* _WHAT IS REQUIRED_
Copy out all the lines in the records that include the word "FnMut".

---

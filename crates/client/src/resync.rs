//! Bulk resynchronization: fetch a session's full current state over HTTP.

use tether_protocol::SessionSnapshot;
use tracing::debug;

use crate::config::ClientConfig;
use crate::error::Result;

pub async fn fetch_snapshot(
    http: &reqwest::Client,
    config: &ClientConfig,
    session_id: &str,
) -> Result<SessionSnapshot> {
    let url = format!("{}/api/sessions/{}/state", config.http_base(), session_id);
    let mut request = http.get(&url);
    if let Some(token) = &config.auth_token {
        request = request.bearer_auth(token);
    }
    let snapshot: SessionSnapshot = request.send().await?.error_for_status()?.json().await?;
    debug!(
        component = "resync",
        event = "resync.snapshot.fetched",
        session_id = %session_id,
        current_seq = snapshot.current_seq,
        "Fetched session snapshot"
    );
    Ok(snapshot)
}
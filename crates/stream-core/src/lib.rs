//! Tether stream core
//!
//! Pure, synchronous building blocks shared by the server and client:
//! sequence rings and catch-up, turn dedupe, backoff and reconnect
//! state machines, keepalive bookkeeping. Nothing in here performs I/O
//! or owns a timer; callers drive these types from their event loops.

pub mod backoff;
pub mod catch_up;
pub mod config;
pub mod error;
pub mod keepalive;
pub mod reconnect;
pub mod ring;
pub mod tracker;
pub mod turn_cache;

pub use backoff::BackoffPolicy;
pub use catch_up::CatchUpOutcome;
pub use config::StreamConfig;
pub use error::StreamError;
pub use keepalive::{PingAction, PingTracker};
pub use reconnect::{Generation, ReconnectCoordinator, ReconnectPhase, ReconnectStep};
pub use ring::SequenceRing;
pub use tracker::{Observation, SequenceTracker};
pub use turn_cache::{PayloadFingerprint, SubmitOutcome, TurnDedupeCache, TurnRecord};
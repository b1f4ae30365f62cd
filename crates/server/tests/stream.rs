//! End-to-end: the real router on an ephemeral port, driven by the client
//! engine or a raw WebSocket.

use std::net::SocketAddr;
use std::time::Duration;

use futures::{SinkExt, StreamExt};
use serde_json::json;
use tether_client::{ClientConfig, ClientEvent, SeqStore, StreamClient};
use tether_protocol::{
    AgentEvent, ClientMessage, ResumeStreamData, ServerMessage, SubscriptionLevel, TurnStage,
};
use tether_server::build_app;
use tether_server::owner::OwnerHandle;
use tether_stream_core::{BackoffPolicy, StreamConfig};
use tokio::net::TcpListener;
use tokio::sync::mpsc::UnboundedReceiver;
use tokio_tungstenite::tungstenite::Message;

const WAIT: Duration = Duration::from_secs(5);

async fn spawn_server(token: Option<&str>) -> (SocketAddr, OwnerHandle) {
    spawn_server_with(token, Duration::ZERO).await
}

async fn spawn_server_with(token: Option<&str>, echo_delay: Duration) -> (SocketAddr, OwnerHandle) {
    let (app, owner) = build_app(StreamConfig::default(), token.map(str::to_string), echo_delay);
    let listener = TcpListener::bind("127.0.0.1:0").await.unwrap();
    let addr = listener.local_addr().unwrap();
    tokio::spawn(async move {
        axum::serve(listener, app).await.unwrap();
    });
    (addr, owner)
}

async fn next_matching<F>(events: &mut UnboundedReceiver<ClientEvent>, mut pred: F) -> ClientEvent
where
    F: FnMut(&ClientEvent) -> bool,
{
    tokio::time::timeout(WAIT, async {
        loop {
            let event = events.recv().await.expect("engine stopped");
            if pred(&event) {
                return event;
            }
        }
    })
    .await
    .expect("timed out waiting for event")
}

#[tokio::test]
async fn prompt_streams_events_and_staged_acks() {
    let (addr, _owner) = spawn_server(None).await;
    let tmp = tempfile::tempdir().unwrap();
    let config = ClientConfig::new(format!("http://{addr}"), tmp.path());
    let (client, mut events) = StreamClient::connect(config, SeqStore::in_memory());

    client.subscribe("s1", SubscriptionLevel::Full).await.unwrap();
    let turn_id = client.prompt("s1", "hello there").await.unwrap();

    let mut durable = Vec::new();
    let mut stages = Vec::new();
    let mut streamed = String::new();
    tokio::time::timeout(WAIT, async {
        while let Some(event) = events.recv().await {
            match event {
                ClientEvent::Durable(event) => durable.push((event.seq, event.name)),
                ClientEvent::Ephemeral(batch) => {
                    for event in batch {
                        if let Some(delta) = event.payload["delta"].as_str() {
                            streamed.push_str(delta);
                        }
                    }
                }
                ClientEvent::TurnAck {
                    client_turn_id,
                    stage,
                    duplicate,
                    ..
                } => {
                    assert_eq!(client_turn_id, turn_id);
                    assert!(!duplicate);
                    stages.push(stage);
                    if stage == TurnStage::Completed {
                        break;
                    }
                }
                _ => {}
            }
        }
    })
    .await
    .expect("turn did not complete");

    assert_eq!(
        stages,
        vec![TurnStage::Accepted, TurnStage::Dispatched, TurnStage::Completed]
    );
    assert_eq!(
        durable,
        vec![
            (Some(1), "agent_start".to_string()),
            (Some(2), "message_end".to_string()),
            (Some(3), "agent_end".to_string()),
        ]
    );
    assert_eq!(streamed, "hello there ");
    client.shutdown().await.unwrap();
}

#[tokio::test]
async fn reconnecting_client_catches_up_from_last_seen() {
    let (addr, owner) = spawn_server(None).await;
    for name in ["agent_start", "message_end", "agent_end"] {
        owner.publish("s1", AgentEvent::durable(name, json!({}))).await;
    }

    let tmp = tempfile::tempdir().unwrap();
    std::fs::write(
        tmp.path().join("last-seen.json"),
        r#"{"version":1,"sessions":{"s1":1}}"#,
    )
    .unwrap();
    let config = ClientConfig::new(format!("http://{addr}"), tmp.path());
    let store = SeqStore::load(config.seq_store_path());
    let (client, mut events) = StreamClient::connect(config, store);
    client.subscribe("s1", SubscriptionLevel::Full).await.unwrap();

    let first = next_matching(&mut events, |e| matches!(e, ClientEvent::Durable(_))).await;
    let second = next_matching(&mut events, |e| matches!(e, ClientEvent::Durable(_))).await;
    let (ClientEvent::Durable(first), ClientEvent::Durable(second)) = (first, second) else {
        unreachable!()
    };
    assert_eq!(first.seq, Some(2));
    assert_eq!(second.seq, Some(3));
    client.shutdown().await.unwrap();
}

#[tokio::test]
async fn server_restart_forces_resync_and_resets_store() {
    let (addr, owner) = spawn_server(None).await;
    owner
        .publish("s1", AgentEvent::durable("agent_start", json!({})))
        .await;
    owner
        .publish(
            "s1",
            AgentEvent::durable("message_end", json!({ "role": "assistant", "text": "hi" })),
        )
        .await;

    let tmp = tempfile::tempdir().unwrap();
    let store_path = tmp.path().join("last-seen.json");
    std::fs::write(&store_path, r#"{"version":1,"sessions":{"s1":42}}"#).unwrap();
    let config = ClientConfig::new(format!("http://{addr}"), tmp.path());
    let (client, mut events) = StreamClient::connect(config, SeqStore::load(&store_path));
    client.subscribe("s1", SubscriptionLevel::Full).await.unwrap();

    let resynced = next_matching(&mut events, |e| matches!(e, ClientEvent::Resynced(_))).await;
    let ClientEvent::Resynced(snapshot) = resynced else {
        unreachable!()
    };
    assert_eq!(snapshot.session_id, "s1");
    assert_eq!(snapshot.current_seq, 2);
    assert_eq!(snapshot.state["messages"][0]["text"], json!("hi"));

    client.shutdown().await.unwrap();
    assert_eq!(SeqStore::load(&store_path).get("s1"), Some(2));
}

#[tokio::test]
async fn completed_ack_reaches_a_client_displaced_mid_turn() {
    let (addr, _owner) = spawn_server_with(None, Duration::from_millis(200)).await;
    let tmp = tempfile::tempdir().unwrap();
    // Slow enough that the turn finishes while the client is away.
    let stream = StreamConfig {
        transport_backoff: BackoffPolicy::transport().with_jitter(0.0),
        ..StreamConfig::default()
    };
    let config = ClientConfig::new(format!("http://{addr}"), tmp.path()).with_stream(stream);
    let (client, mut events) = StreamClient::connect(config, SeqStore::in_memory());
    client.subscribe("s1", SubscriptionLevel::Full).await.unwrap();
    let turn_id = client.prompt("s1", "hello there").await.unwrap();
    next_matching(&mut events, |e| {
        matches!(e, ClientEvent::TurnAck { stage: TurnStage::Accepted, .. })
    })
    .await;

    let _intruder = raw_socket(addr).await;

    let mut completed = None;
    let mut saw_agent_end = false;
    while completed.is_none() || !saw_agent_end {
        match next_matching(&mut events, |e| {
            matches!(e, ClientEvent::TurnAck { .. } | ClientEvent::Durable(_))
        })
        .await
        {
            ClientEvent::TurnAck {
                client_turn_id,
                stage: TurnStage::Completed,
                duplicate,
                ..
            } => {
                assert_eq!(client_turn_id, turn_id);
                completed = Some(duplicate);
            }
            ClientEvent::Durable(event) if event.name == "agent_end" => saw_agent_end = true,
            _ => {}
        }
    }
    // Answered from the dedupe cache, not by running the turn again.
    assert_eq!(completed, Some(true));
    client.shutdown().await.unwrap();
}

async fn raw_socket(
    addr: SocketAddr,
) -> tokio_tungstenite::WebSocketStream<tokio_tungstenite::MaybeTlsStream<tokio::net::TcpStream>> {
    let (ws, _) = tokio_tungstenite::connect_async(format!("ws://{addr}/ws"))
        .await
        .unwrap();
    ws
}

async fn send(
    ws: &mut tokio_tungstenite::WebSocketStream<tokio_tungstenite::MaybeTlsStream<tokio::net::TcpStream>>,
    message: ClientMessage,
) {
    let json = serde_json::to_string(&message).unwrap();
    ws.send(Message::Text(json.into())).await.unwrap();
}

async fn recv(
    ws: &mut tokio_tungstenite::WebSocketStream<tokio_tungstenite::MaybeTlsStream<tokio::net::TcpStream>>,
) -> ServerMessage {
    tokio::time::timeout(WAIT, async {
        loop {
            match ws.next().await.expect("socket closed").unwrap() {
                Message::Text(text) => return serde_json::from_str(text.as_str()).unwrap(),
                _ => continue,
            }
        }
    })
    .await
    .expect("timed out waiting for frame")
}

/// Skip frames until one matches; ephemeral deltas and events interleave with acks.
async fn recv_matching<F>(
    ws: &mut tokio_tungstenite::WebSocketStream<tokio_tungstenite::MaybeTlsStream<tokio::net::TcpStream>>,
    mut pred: F,
) -> ServerMessage
where
    F: FnMut(&ServerMessage) -> bool,
{
    loop {
        let message = recv(ws).await;
        if pred(&message) {
            return message;
        }
    }
}

#[tokio::test]
async fn repeated_turn_is_acked_as_duplicate_and_reused_id_conflicts() {
    let (addr, owner) = spawn_server(None).await;
    let mut ws = raw_socket(addr).await;

    send(
        &mut ws,
        ClientMessage::Subscribe {
            session_id: "s1".into(),
            level: SubscriptionLevel::Full,
            since_seq: None,
            request_id: "sub".into(),
        },
    )
    .await;
    recv_matching(&mut ws, |m| matches!(m, ServerMessage::RpcResult(_))).await;

    let prompt = |request_id: &str, message: &str| ClientMessage::Prompt {
        session_id: "s1".into(),
        client_turn_id: "t1".into(),
        request_id: request_id.into(),
        message: message.into(),
    };

    send(&mut ws, prompt("r1", "hi")).await;
    let completed = recv_matching(&mut ws, |m| {
        matches!(m, ServerMessage::TurnAck { stage: TurnStage::Completed, .. })
    })
    .await;
    assert!(matches!(completed, ServerMessage::TurnAck { duplicate: false, .. }));

    send(&mut ws, prompt("r2", "hi")).await;
    let duplicate = recv_matching(&mut ws, |m| matches!(m, ServerMessage::TurnAck { .. })).await;
    assert_eq!(
        duplicate,
        ServerMessage::TurnAck {
            session_id: "s1".into(),
            client_turn_id: "t1".into(),
            request_id: Some("r2".into()),
            stage: TurnStage::Completed,
            duplicate: true,
        }
    );

    send(&mut ws, prompt("r3", "something else")).await;
    let conflict = recv_matching(&mut ws, |m| matches!(m, ServerMessage::Error { .. })).await;
    let ServerMessage::Error {
        code, request_id, ..
    } = conflict
    else {
        unreachable!()
    };
    assert_eq!(code, "turn_conflict");
    assert_eq!(request_id.as_deref(), Some("r3"));

    // Exactly one agent run: seq stays at three durable events.
    let snapshot = owner.snapshot("s1").await.unwrap();
    assert_eq!(snapshot.current_seq, 3);
}

#[tokio::test]
async fn resume_stream_replays_notifications_only() {
    let (addr, owner) = spawn_server(None).await;
    for name in ["agent_start", "message_end", "agent_end"] {
        owner.publish("s1", AgentEvent::durable(name, json!({}))).await;
    }

    let mut ws = raw_socket(addr).await;
    send(
        &mut ws,
        ClientMessage::Subscribe {
            session_id: "s1".into(),
            level: SubscriptionLevel::Notifications,
            since_seq: None,
            request_id: "sub".into(),
        },
    )
    .await;
    recv(&mut ws).await;

    send(
        &mut ws,
        ClientMessage::ResumeStream {
            since_stream_seq: 0,
            request_id: "resume".into(),
        },
    )
    .await;
    let ServerMessage::RpcResult(result) = recv(&mut ws).await else {
        panic!("expected rpc_result first");
    };
    assert_eq!(result.command, "resume_stream");
    let data: ResumeStreamData = result.data_as().unwrap();
    assert_eq!(data.current_stream_seq, 3);
    assert!(data.catch_up_complete);

    let mut names = Vec::new();
    for _ in 0..2 {
        let ServerMessage::Event(event) = recv(&mut ws).await else {
            panic!("expected replayed event");
        };
        names.push(event.name);
    }
    assert_eq!(names, vec!["agent_start", "agent_end"]);
}

#[tokio::test]
async fn auth_token_guards_api_but_not_health() {
    let (addr, _owner) = spawn_server(Some("secret")).await;
    let http = reqwest::Client::new();

    let health = http.get(format!("http://{addr}/health")).send().await.unwrap();
    assert_eq!(health.status(), 200);

    let denied = http.get(format!("http://{addr}/api/status")).send().await.unwrap();
    assert_eq!(denied.status(), 401);

    let allowed = http
        .get(format!("http://{addr}/api/status"))
        .bearer_auth("secret")
        .send()
        .await
        .unwrap();
    assert_eq!(allowed.status(), 200);

    let by_query = http
        .get(format!("http://{addr}/api/sessions/missing/state?token=secret"))
        .send()
        .await
        .unwrap();
    assert_eq!(by_query.status(), 404);
}
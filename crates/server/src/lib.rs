//! Tether server
//!
//! The owner side of the session stream: one WebSocket connection at a time,
//! many sessions multiplexed over it, durable events sequenced into replay
//! rings, turns deduplicated before they reach the agent host.

pub mod agent;
pub mod api;
pub mod auth;
pub mod config;
pub mod logging;
pub mod multiplexer;
pub mod outbound;
pub mod owner;
pub mod paths;
pub mod snapshot;
pub mod state;
pub mod websocket;

use std::time::Duration;

use axum::{middleware, routing::get, Router};
use tether_stream_core::StreamConfig;
use tokio::sync::mpsc;
use tower_http::cors::{Any, CorsLayer};
use tower_http::trace::TraceLayer;

use crate::agent::EchoAgent;
use crate::owner::OwnerHandle;
use crate::snapshot::TranscriptReducer;
use crate::state::AppState;

/// Spawn the owner actor and the loopback agent, and build the router.
pub fn build_app(
    config: StreamConfig,
    auth_token: Option<String>,
    echo_delay: Duration,
) -> (Router, OwnerHandle) {
    let (agent_tx, agent_rx) = mpsc::unbounded_channel();
    let owner = OwnerHandle::spawn(&config, Box::new(TranscriptReducer), agent_tx);
    EchoAgent::new(owner.clone(), echo_delay).spawn(agent_rx);

    (router(AppState::new(owner.clone(), config), auth_token), owner)
}

pub fn router(state: AppState, auth_token: Option<String>) -> Router {
    let mut app = Router::new()
        .route("/ws", get(websocket::ws_handler))
        .route("/health", get(api::health_handler))
        .route("/api/status", get(api::status_handler))
        .route(
            "/api/sessions/{session_id}/state",
            get(api::session_state_handler),
        )
        .with_state(state);

    if let Some(token) = auth_token {
        app = app.layer(middleware::from_fn_with_state(token, auth::auth_middleware));
    }

    app.layer(TraceLayer::new_for_http()).layer(
        CorsLayer::new()
            .allow_origin(Any)
            .allow_methods(Any)
            .allow_headers(Any),
    )
}
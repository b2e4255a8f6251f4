use crate::config::ValidationError;
use hyper::header::{HeaderValue, RETRY_AFTER};
use hyper::{Response, StatusCode};
use resolver::ResolveError;
use resolver::authority::AuthorityError;
use resolver::config::SettingsError;
use serde::Serialize;
use shared::http::{ResponseBody, make_json_response};
use std::io;

#[derive(thiserror::Error, Debug)]
pub enum GatewayError {
    #[error("I/O error: {0}")]
    Io(#[from] io::Error),
    #[error("invalid configuration: {0}")]
    InvalidConfig(#[from] ValidationError),
    #[error("invalid default datasource settings: {0}")]
    InvalidDefaultDatasource(#[from] SettingsError),
    #[error("metadata authority client error: {0}")]
    Authority(#[from] AuthorityError),
    #[error("could not provision default pool: {0}")]
    DefaultPool(#[from] ResolveError),
}

#[derive(Serialize)]
struct ApiErrorResponse {
    error_message: String,
}

pub fn error_response(status: StatusCode, message: impl Into<String>) -> Response<ResponseBody> {
    make_json_response(
        status,
        &ApiErrorResponse {
            error_message: message.into(),
        },
    )
}

/// Maps a failed resolution to the response the client sees.
pub fn resolve_error_response(err: &ResolveError) -> Response<ResponseBody> {
    let status = match err {
        ResolveError::TenantNotFound(_) => StatusCode::NOT_FOUND,
        ResolveError::MetadataUnavailable(_) => StatusCode::SERVICE_UNAVAILABLE,
        ResolveError::PoolConstructionFailed { .. } => StatusCode::INTERNAL_SERVER_ERROR,
        ResolveError::CapacityExceeded { .. } => StatusCode::SERVICE_UNAVAILABLE,
        ResolveError::ShuttingDown => StatusCode::SERVICE_UNAVAILABLE,
        ResolveError::DefaultTenant => StatusCode::BAD_REQUEST,
    };

    let mut response = error_response(status, err.to_string());
    if let ResolveError::MetadataUnavailable(_) = err {
        response
            .headers_mut()
            .insert(RETRY_AFTER, HeaderValue::from_static("1"));
    }
    response
}
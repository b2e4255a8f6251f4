//! Metrics definitions for the resolver.

use shared::metrics_defs::{MetricDef, MetricType};

pub const REGISTRY_RESOLVE_HIT: MetricDef = MetricDef {
    name: "registry.resolve.hit",
    metric_type: MetricType::Counter,
    description: "Resolutions answered from a live pool entry",
};

pub const REGISTRY_RESOLVE_MISS: MetricDef = MetricDef {
    name: "registry.resolve.miss",
    metric_type: MetricType::Counter,
    description: "Resolutions that had to take the per-tenant creation lock",
};

pub const REGISTRY_POOL_CONSTRUCTED: MetricDef = MetricDef {
    name: "registry.pool.constructed",
    metric_type: MetricType::Counter,
    description: "Tenant pools constructed",
};

pub const REGISTRY_POOL_CONSTRUCTION_FAILED: MetricDef = MetricDef {
    name: "registry.pool.construction_failed",
    metric_type: MetricType::Counter,
    description: "Tenant pool constructions that failed to connect",
};

pub const REGISTRY_POOL_CLOSED: MetricDef = MetricDef {
    name: "registry.pool.closed",
    metric_type: MetricType::Counter,
    description: "Pools closed by eviction or shutdown",
};

pub const REGISTRY_POOL_CLOSE_FAILED: MetricDef = MetricDef {
    name: "registry.pool.close_failed",
    metric_type: MetricType::Counter,
    description: "Pools whose close reported an error",
};

pub const REGISTRY_POOLS: MetricDef = MetricDef {
    name: "registry.pools",
    metric_type: MetricType::Gauge,
    description: "Live tenant pools held by a registry",
};

pub const METADATA_FETCH: MetricDef = MetricDef {
    name: "metadata.fetch",
    metric_type: MetricType::Counter,
    description: "Calls made to the metadata authority",
};

pub const METADATA_FETCH_FAILED: MetricDef = MetricDef {
    name: "metadata.fetch.failed",
    metric_type: MetricType::Counter,
    description: "Metadata authority calls that failed",
};

pub const METADATA_FETCH_DURATION: MetricDef = MetricDef {
    name: "metadata.fetch.duration",
    metric_type: MetricType::Histogram,
    description: "Time spent in a metadata authority call in seconds",
};

pub const ALL_METRICS: &[MetricDef] = &[
    REGISTRY_RESOLVE_HIT,
    REGISTRY_RESOLVE_MISS,
    REGISTRY_POOL_CONSTRUCTED,
    REGISTRY_POOL_CONSTRUCTION_FAILED,
    REGISTRY_POOL_CLOSED,
    REGISTRY_POOL_CLOSE_FAILED,
    REGISTRY_POOLS,
    METADATA_FETCH,
    METADATA_FETCH_FAILED,
    METADATA_FETCH_DURATION,
];
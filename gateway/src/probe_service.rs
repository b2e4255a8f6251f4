use crate::errors::{error_response, resolve_error_response};
use hyper::service::Service;
use hyper::{Method, Request, Response, StatusCode};
use resolver::{Backend, RoutingFacade, StoreKind, TenantId};
use serde::Serialize;
use shared::http::{ResponseBody, make_error_response, make_json_response};
use std::convert::Infallible;
use std::future::Future;
use std::pin::Pin;
use std::sync::Arc;

#[derive(Serialize)]
struct ProbeResponse {
    tenant: TenantId,
    kind: StoreKind,
    namespace: String,
}

/// `GET /datasource`: borrows the current tenant's pool and runs a round trip on it.
/// Knows nothing about tenancy beyond what the facade hands back.
pub struct DatasourceProbe<B: Backend> {
    facade: Arc<RoutingFacade<B>>,
}

impl<B: Backend> DatasourceProbe<B> {
    pub fn new(facade: Arc<RoutingFacade<B>>) -> Self {
        Self { facade }
    }
}

impl<B: Backend, ReqBody> Service<Request<ReqBody>> for DatasourceProbe<B> {
    type Response = Response<ResponseBody>;
    type Error = Infallible;
    type Future =
        Pin<Box<dyn Future<Output = Result<Self::Response, Self::Error>> + Send + 'static>>;

    fn call(&self, req: Request<ReqBody>) -> Self::Future {
        let is_probe = req.method() == Method::GET && req.uri().path() == "/datasource";
        let facade = self.facade.clone();

        Box::pin(async move {
            if !is_probe {
                return Ok(make_error_response(StatusCode::NOT_FOUND));
            }
            Ok(probe(&facade).await)
        })
    }
}

async fn probe<B: Backend>(facade: &RoutingFacade<B>) -> Response<ResponseBody> {
    let lease = match facade.acquire().await {
        Ok(lease) => lease,
        Err(err) => return resolve_error_response(&err),
    };

    if let Err(err) = facade.registry().backend().ping(&lease).await {
        tracing::warn!(tenant = %lease.tenant(), "datasource probe failed: {err}");
        return error_response(StatusCode::BAD_GATEWAY, err.to_string());
    }

    make_json_response(
        StatusCode::OK,
        &ProbeResponse {
            tenant: lease.tenant().clone(),
            kind: facade.registry().kind(),
            namespace: lease.metadata().namespace.clone(),
        },
    )
}

#[cfg(test)]
mod tests {
    use super::*;
    use http_body_util::BodyExt;
    use resolver::config::RegistryConfig;
    use resolver::testutils::{MockBackend, StaticMetadataSource, test_metadata};
    use resolver::{MetadataClient, PoolRegistry, TenantContext};
    use std::time::Duration;

    async fn probe_service() -> DatasourceProbe<MockBackend> {
        let source = Arc::new(StaticMetadataSource::new());
        source.insert("org-acme", StoreKind::Relational);
        let metadata = Arc::new(MetadataClient::new(source, Duration::from_secs(60), 100));
        let registry = Arc::new(PoolRegistry::new(
            Arc::new(MockBackend::new(StoreKind::Relational)),
            metadata,
            RegistryConfig::default(),
        ));
        let facade = RoutingFacade::new(registry, test_metadata("_default", StoreKind::Relational))
            .await
            .unwrap();
        DatasourceProbe::new(Arc::new(facade))
    }

    fn get(path: &str) -> Request<()> {
        Request::builder().uri(path).body(()).unwrap()
    }

    async fn json(response: Response<ResponseBody>) -> serde_json::Value {
        let body = response.into_body().collect().await.unwrap().to_bytes();
        serde_json::from_slice(&body).unwrap()
    }

    #[tokio::test]
    async fn test_probe_reports_current_tenant() {
        let service = probe_service().await;

        let response = TenantContext::scope(TenantId::new("org-acme"), service.call(get("/datasource")))
            .await
            .unwrap();
        assert_eq!(response.status(), StatusCode::OK);
        assert_eq!(
            json(response).await,
            serde_json::json!({"tenant": "org-acme", "kind": "relational", "namespace": "org-acme"})
        );
    }

    #[tokio::test]
    async fn test_probe_without_tenant_uses_default() {
        let service = probe_service().await;

        let response = service.call(get("/datasource")).await.unwrap();
        assert_eq!(response.status(), StatusCode::OK);
        assert_eq!(json(response).await["tenant"], "_default");
    }

    #[tokio::test]
    async fn test_probe_unknown_tenant() {
        let service = probe_service().await;

        let response = TenantContext::scope(TenantId::new("org-ghost"), service.call(get("/datasource")))
            .await
            .unwrap();
        assert_eq!(response.status(), StatusCode::NOT_FOUND);
    }

    #[tokio::test]
    async fn test_unknown_path() {
        let service = probe_service().await;
        let response = service.call(get("/other")).await.unwrap();
        assert_eq!(response.status(), StatusCode::NOT_FOUND);
    }
}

---

* _REPLY TO THE EXERCISE_
    F: FnMut(&ClientEvent) -> bool,
    F: FnMut(&ServerMessage) -> bool,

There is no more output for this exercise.